Este procedimiento consiste en aplicar una corriente eléctrica suave sobre las axilas para bloquear temporalmente las glándulas sudoríparas. Es efectivo en casos de hiperhidrosis severa y puede requerir sesiones periódicas para mantener los resultados.

2. Tratamiento con toxina botulínica (botox)

La inyección de toxina botulínica en las glándulas sudoríparas reduce significativamente la secreción de sudor en las áreas tratadas. Es un procedimiento seguro y con resultados duraderos, aunque relativamente costoso y que requiere aplicaciones periódicas.
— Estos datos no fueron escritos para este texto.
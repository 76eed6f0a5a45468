//! Basic usage example
//!
//! Demonstrates the standard console logger and the logging macros.
//!
//! Run with: cargo run --example basic_usage

use preset_logger::prelude::*;
use preset_logger::{info, warn};

fn main() {
    println!("=== Preset Logger - Basic Usage Example ===\n");

    let logger = create_standard_logger();

    logger.info("Application started");
    logger.debug("Not shown: the standard logger starts at Info");
    logger.warn("Using default settings for some options");
    logger.error("Failed to load optional plugin");

    // Macros also capture the enclosing function
    let port = 8080;
    info!(logger, "Server listening on port {}", port);
    warn!(logger, "Retry attempt {} of {}", 3, 5);

    let level = parse_level(&std::env::var("LOG_LEVEL").unwrap_or_default());
    println!("\nLOG_LEVEL resolves to {}", level);
}
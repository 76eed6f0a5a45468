//! Criterion benchmarks for preset_logger

use criterion::{black_box, criterion_group, criterion_main, Criterion, Throughput};
use preset_logger::core::caller::{prettify, shorten};
use preset_logger::prelude::*;
use preset_logger::{file_formatter, standard_formatter};

// ============================================================================
// Caller Formatting Benchmarks
// ============================================================================

fn bench_caller_formatting(c: &mut Criterion) {
    let mut group = c.benchmark_group("caller_formatting");
    group.throughput(Throughput::Elements(1));

    let frame = CallFrame::new(
        "github.com/acme/billing/invoice::send",
        "/home/build/acme/billing/src/invoice.rs",
        214,
    );

    group.bench_function("shorten", |b| {
        b.iter(|| shorten(black_box(&frame.file)));
    });

    group.bench_function("prettify_colorized", |b| {
        b.iter(|| prettify(black_box(&frame), CallerStyle::Colorized));
    });

    group.bench_function("prettify_plain", |b| {
        b.iter(|| prettify(black_box(&frame), CallerStyle::Plain));
    });

    group.finish();
}

// ============================================================================
// Line Formatting Benchmarks
// ============================================================================

fn bench_line_formatting(c: &mut Criterion) {
    let mut group = c.benchmark_group("line_formatting");
    group.throughput(Throughput::Elements(1));

    let entry = LogEntry::new(LogLevel::Error, "payment gateway unreachable".to_string())
        .with_caller(CallFrame::new("billing::invoice::send", "src/invoice.rs", 214));

    let console = standard_formatter();
    group.bench_function("standard", |b| {
        b.iter(|| console.format(black_box(&entry)));
    });

    let file = file_formatter();
    group.bench_function("file", |b| {
        b.iter(|| file.format(black_box(&entry)));
    });

    group.finish();
}

// ============================================================================
// Dispatch Benchmarks
// ============================================================================

fn bench_dispatch(c: &mut Criterion) {
    let mut group = c.benchmark_group("dispatch");
    group.throughput(Throughput::Elements(1));

    let logger = Logger::builder()
        .report_caller(true)
        .formatter(standard_formatter())
        .output(Output::Writer(Box::new(std::io::sink())))
        .build();

    group.bench_function("enabled", |b| {
        b.iter(|| logger.info(black_box("Info message")));
    });

    group.bench_function("filtered", |b| {
        b.iter(|| logger.debug(black_box("Debug message")));
    });

    group.finish();
}

criterion_group!(
    benches,
    bench_caller_formatting,
    bench_line_formatting,
    bench_dispatch
);
criterion_main!(benches);
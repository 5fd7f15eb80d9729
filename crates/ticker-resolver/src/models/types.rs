use std::borrow::Cow;

/// Provider identifier - mostly static constants
pub type ProviderId = Cow<'static, str>;

/// Canonical listing identifier, e.g. "600000" or "00700.HK"
pub type Identifier = String;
Procedimientos invasivos y cirugía

En los casos más extremos, cuando otros tratamientos no han sido efectivos, se pueden considerar intervenciones quirúrgicas. La cirugía más común es la simpatectomía torácica, que consiste en cortar o desactivar las fibras nerviosas que estimulan las glándulas sudoríparas, o la liposucción de glándulas sudoríparas para removerlas directamente. Estas opciones deben ser evaluadas cuidadosamente por especialistas y solo tras agotar las alternativas menos invasivas.

Prevención y recomendaciones finales

Prácticas de cuidado personal

  • Mantener una higiene adecuada, duchándose al menos una vez al día, especialmente después de realizar actividades físicas o en ambientes calurosos.
  • Usar ropa transpirable y cambiarse de prendas húmedas o sudadas lo antes posible.
  • Aplicar productos específicos según las necesidades de cada piel y preferencia personal.
  • Controlar el estrés mediante técnicas de relajación y ejercicio físico moderado.

Consejos adicionales para reducir el olor en el día a día

Acción Descripción Frecuencia recomendada
Higiene diaria Ducha con jabón suave y secado completo de las axilas. Diariamente
Uso de ropa adecuada Prendas de algodón o materiales transpirables. Diariamente y cambio según necesidad
Aplicación de desodorantes o antitranspirantes Según indicaciones del producto y tipo de piel. Diariamente o según recomendación
Revisión de alimentación Minimizar consumo de alimentos que alteren el olor. De forma continua
Control del estrés Practicar técnicas de relajación o ejercicio. Semanalmente o según necesidad

Conclusión

El mal olor en las axilas, aunque es una condición natural en el contexto fisiológico de la interacción entre sudor y microbiota cutánea, puede convertirse en un problema que afecta la calidad de vida de quienes lo padecen. La clave para su manejo radica en una combinación de medidas de higiene, cambios en el estilo de vida y, cuando sea necesario, intervenciones médicas especializadas. La plataforma Revista Completa ha dedicado este artículo a ofrecer una visión integral y basada en evidencia, con el objetivo de que cada persona pueda adoptar las estrategias más adecuadas para su bienestar personal.

Es importante recordar que, en casos persistentes o severos, la consulta con un dermatólogo es fundamental para evaluar opciones específicas y descartar posibles afecciones médicas subyacentes que requieran tratamiento especializado. La información aquí proporcionada busca promover un enfoque informado, equilibrado y efectivo para combatir el mal olor en las axilas, fomentando así una mayor confianza y bienestar en la vida diaria de quienes enfrentan esta condición.

Referencias y fuentes consultadas

  • H. Nagai, «Fisiología de las glándulas sudoríparas y su implicancia en la bromhidrosis», Revista de Dermatología, 2019.
  • S. Martínez, «Tratamientos médicos y naturales para la hiperhidrosis y bromhidrosis», Journal of Clinical Dermatology, 2021.